Trigonometry questions related to angles in standard position, coterminal angles, complementary and supplementary angles, as well conversion from degrees to radians and vice versa, are presented. The solutions and answers are provided.

## Question 1Graph - 435^{o} in standard position.
- Start from the initial side on the horizontal axis, positive direction, rotate 435 degrees in the negative direction to locate the terminal side which is in quadrant four. It helps to note that 435 degrees = 360 degrees + 75 degrees
## Question 2Graph 9 Pi / 4 in standard position.
- Start from the initial side on the horizontal axis, positive direction, rotate 9 Pi / 4 (radians) in the positive direction to locate the terminal side which is in quadrant one. Note that 9 Pi / 4 = 2 Pi + Pi / 4.

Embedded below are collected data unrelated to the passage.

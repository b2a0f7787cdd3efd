//! HTTP client for the storefront's `/auth` endpoints.

use async_trait::async_trait;
use bikego_core::{ClientError, ClientResult, Role, Session, SessionContext, SessionUser};
use serde::de::DeserializeOwned;
use serde::{Deserialize, Serialize};
use std::time::Duration;
use tracing::{debug, warn};

/// Default backend address.
pub const DEFAULT_BASE_URL: &str = "http://localhost:8000";

/// Default request timeout in seconds.
pub const DEFAULT_TIMEOUT_SECS: u64 = 15;

/// HTTP client configuration.
#[derive(Debug, Clone, PartialEq, Eq, Serialize, Deserialize)]
#[serde(default)]
pub struct ClientConfig {
    /// Backend root, without the `/auth` prefix.
    pub base_url: String,
    /// Per-request timeout in seconds.
    pub timeout_secs: u64,
}

impl Default for ClientConfig {
    fn default() -> Self {
        Self {
            base_url: DEFAULT_BASE_URL.to_string(),
            timeout_secs: DEFAULT_TIMEOUT_SECS,
        }
    }
}

impl ClientConfig {
    /// Creates a config for the given backend root.
    pub fn new(base_url: impl Into<String>) -> Self {
        Self {
            base_url: base_url.into(),
            ..Self::default()
        }
    }

    /// Sets the request timeout.
    pub fn timeout_secs(mut self, seconds: u64) -> Self {
        self.timeout_secs = seconds;
        self
    }

    /// Full URL of an auth endpoint, e.g. `endpoint("login")`.
    pub fn endpoint(&self, name: &str) -> String {
        format!("{}/auth/{}", self.base_url.trim_end_matches('/'), name)
    }
}

/// Body of `POST /auth/register`.
#[derive(Clone, PartialEq, Eq, Serialize, Deserialize)]
pub struct RegistrationRequest {
    pub first_name: String,
    pub last_name: String,
    pub email: String,
    pub phone: String,
    pub password: String,
}

impl std::fmt::Debug for RegistrationRequest {
    fn fmt(&self, f: &mut std::fmt::Formatter<'_>) -> std::fmt::Result {
        f.debug_struct("RegistrationRequest")
            .field("first_name", &self.first_name)
            .field("last_name", &self.last_name)
            .field("email", &self.email)
            .field("phone", &self.phone)
            .field("password", &"<redacted>")
            .finish()
    }
}

#[derive(Debug, Serialize)]
struct EmailBody<'a> {
    email: &'a str,
}

#[derive(Debug, Serialize)]
struct VerifyBody<'a> {
    email: &'a str,
    otp: &'a str,
}

#[derive(Serialize)]
struct ResetBody<'a> {
    email: &'a str,
    otp: &'a str,
    new_password: &'a str,
}

#[derive(Serialize)]
struct LoginBody<'a> {
    identifier: &'a str,
    password: &'a str,
}

#[derive(Debug, Deserialize)]
struct MessageResponse {
    #[serde(default)]
    message: String,
}

/// Response of `POST /auth/login`.
#[derive(Debug, Clone, PartialEq, Eq, Serialize, Deserialize)]
pub struct LoginResponse {
    pub access_token: String,
    #[serde(default = "default_token_type")]
    pub token_type: String,
    pub role: String,
    pub name: String,
    pub id: i64,
}

fn default_token_type() -> String {
    "bearer".to_string()
}

impl LoginResponse {
    /// Turns the response into a cached session.
    ///
    /// The backend does not echo the email back, so it is taken from the
    /// login identifier when that looks like an email address.
    pub fn into_session(self, identifier: &str) -> Session {
        let role = Role::parse(&self.role).unwrap_or(Role::Customer);
        let mut user = SessionUser::new(self.id, self.name, role);
        if identifier.contains('@') {
            user = user.with_email(identifier.trim());
        }
        let mut session = Session::new(self.access_token, user);
        session.token_type = self.token_type;
        session
    }
}

/// The auth endpoints the OTP hosts and the terminal driver use.
///
/// Success values are the backend's confirmation message.
#[cfg_attr(test, mockall::automock)]
#[async_trait]
pub trait AuthApi: Send + Sync {
    /// Creates a pending account and emails a verification code.
    async fn register(&self, request: &RegistrationRequest) -> ClientResult<String>;

    /// Activates a pending account.
    async fn verify_registration(&self, email: &str, otp: &str) -> ClientResult<String>;

    /// Emails a password reset code.
    async fn forgot_password(&self, email: &str) -> ClientResult<String>;

    /// Sets a new password using a reset code.
    async fn reset_password(&self, email: &str, otp: &str, new_password: &str)
    -> ClientResult<String>;

    /// Signs in with an email or phone number.
    async fn login(&self, identifier: &str, password: &str) -> ClientResult<LoginResponse>;
}

/// [`AuthApi`] over HTTP with `reqwest`.
#[derive(Debug, Clone)]
pub struct HttpAuthApi {
    client: reqwest::Client,
    config: ClientConfig,
    session: Option<SessionContext>,
}

impl HttpAuthApi {
    /// Builds a client with the configured timeout.
    pub fn new(config: ClientConfig) -> ClientResult<Self> {
        let client = reqwest::Client::builder()
            .timeout(Duration::from_secs(config.timeout_secs.max(1)))
            .build()
            .map_err(|e| ClientError::config(e.to_string()))?;
        Ok(Self {
            client,
            config,
            session: None,
        })
    }

    /// Sends the stored session token as a bearer token.
    pub fn with_session(mut self, session: SessionContext) -> Self {
        self.session = Some(session);
        self
    }

    /// The client configuration.
    pub fn config(&self) -> &ClientConfig {
        &self.config
    }

    async fn post<B, R>(&self, name: &str, body: &B) -> ClientResult<R>
    where
        B: Serialize + ?Sized + Sync,
        R: DeserializeOwned,
    {
        let url = self.config.endpoint(name);
        let mut request = self.client.post(&url).json(body);
        if let Some(session) = &self.session {
            if let Some(token) = session.store().get_token().await? {
                request = request.bearer_auth(token);
            }
        }

        debug!(endpoint = name, "sending auth request");
        let response = request.send().await.map_err(transport_error)?;
        let status = response.status();
        let bytes = response.bytes().await.map_err(transport_error)?;

        if !status.is_success() {
            let detail = parse_error_detail(&bytes);
            warn!(endpoint = name, status = status.as_u16(), "auth request rejected");
            return Err(ClientError::api(status.as_u16(), detail));
        }

        Ok(serde_json::from_slice(&bytes)?)
    }
}

#[async_trait]
impl AuthApi for HttpAuthApi {
    async fn register(&self, request: &RegistrationRequest) -> ClientResult<String> {
        let response: MessageResponse = self.post("register", request).await?;
        Ok(response.message)
    }

    async fn verify_registration(&self, email: &str, otp: &str) -> ClientResult<String> {
        let response: MessageResponse = self
            .post("verify-registration", &VerifyBody { email, otp })
            .await?;
        Ok(response.message)
    }

    async fn forgot_password(&self, email: &str) -> ClientResult<String> {
        let response: MessageResponse = self.post("forgot-password", &EmailBody { email }).await?;
        Ok(response.message)
    }

    async fn reset_password(
        &self,
        email: &str,
        otp: &str,
        new_password: &str,
    ) -> ClientResult<String> {
        let body = ResetBody {
            email,
            otp,
            new_password,
        };
        let response: MessageResponse = self.post("reset-password", &body).await?;
        Ok(response.message)
    }

    async fn login(&self, identifier: &str, password: &str) -> ClientResult<LoginResponse> {
        self.post(
            "login",
            &LoginBody {
                identifier,
                password,
            },
        )
        .await
    }
}

fn transport_error(err: reqwest::Error) -> ClientError {
    if err.is_timeout() {
        ClientError::transport("The server took too long to respond. Please try again.")
    } else if err.is_connect() {
        ClientError::transport("Cannot reach the server. Please check your connection.")
    } else if err.is_decode() {
        ClientError::Decode {
            message: err.to_string(),
        }
    } else {
        ClientError::transport(err.to_string())
    }
}

/// Pulls the user-facing text out of an error body.
///
/// The backend sends `{"detail": "..."}` for handled errors and
/// `{"detail": [{"msg": "..."}]}` for request validation failures.
pub fn parse_error_detail(body: &[u8]) -> Option<String> {
    let value: serde_json::Value = serde_json::from_slice(body).ok()?;
    let detail = value.get("detail")?;
    let text = match detail {
        serde_json::Value::String(text) => text.clone(),
        serde_json::Value::Array(items) => items.first()?.get("msg")?.as_str()?.to_string(),
        _ => return None,
    };
    Some(text).filter(|t| !t.trim().is_empty())
}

## Question 3In which quadrant is the terminal side of an angle of - 3 Pi / 4 located?
- The terminal side of - 3 Pi / 4 is located in quadrant three.
## Question 4In which quadrant is the terminal side of an angle of 750^{o} located?
- 750 degrees = 360 degrees + 360 degrees + 30 degrees. Hence an angle of 750 degrees, in standard position, has its terminal side in quadrant one.
## Question 5Find a coterminal angle t to angle - 27 Pi / 12 such that 0 <= t < 2 Pi.
- We first note that - 27 Pi / 12 = -24 Pi / 12 - 3 Pi / 4 = - 2 Pi - 3 Pi / 4. A coterminal angle is obtained by adding or subtracting a whole number of 2 Pi (or 360 degrees). Hence a positive coterminal angle to - 27 Pi / 12 may be obtained by adding 2 (2 Pi) = 4 Pi.
t = - 27 Pi / 12 + 4 Pi = 7 Pi / 4
- Note that t is positive and smaller than 2 Pi..
## Question 6Find an angle t that is coterminal to 560^{o} such that 0 <= t < 360^{o}.
- Note that 560 degrees = 360 degrees + 200 degrees which is greater than 360 degrees. So to obtain a coterminal angle smaller than 360 degrees we need to subtract 360 degrees from 560 degrees.
t = 560 degrees - 360 degrees = 200 degrees.
## Question 7Determine the complementary angle t to Pi / 12.
- The complementary angle to Pi / 12 is obtained as follows
t = Pi / 2 - Pi / 12 = 5 Pi / 12
## Question 8Determine the complementary angle t to 34^{o}.
- The complementary angle t to 34 degrees is given by
t = 90 degrees - 34 degrees = 56 degrees.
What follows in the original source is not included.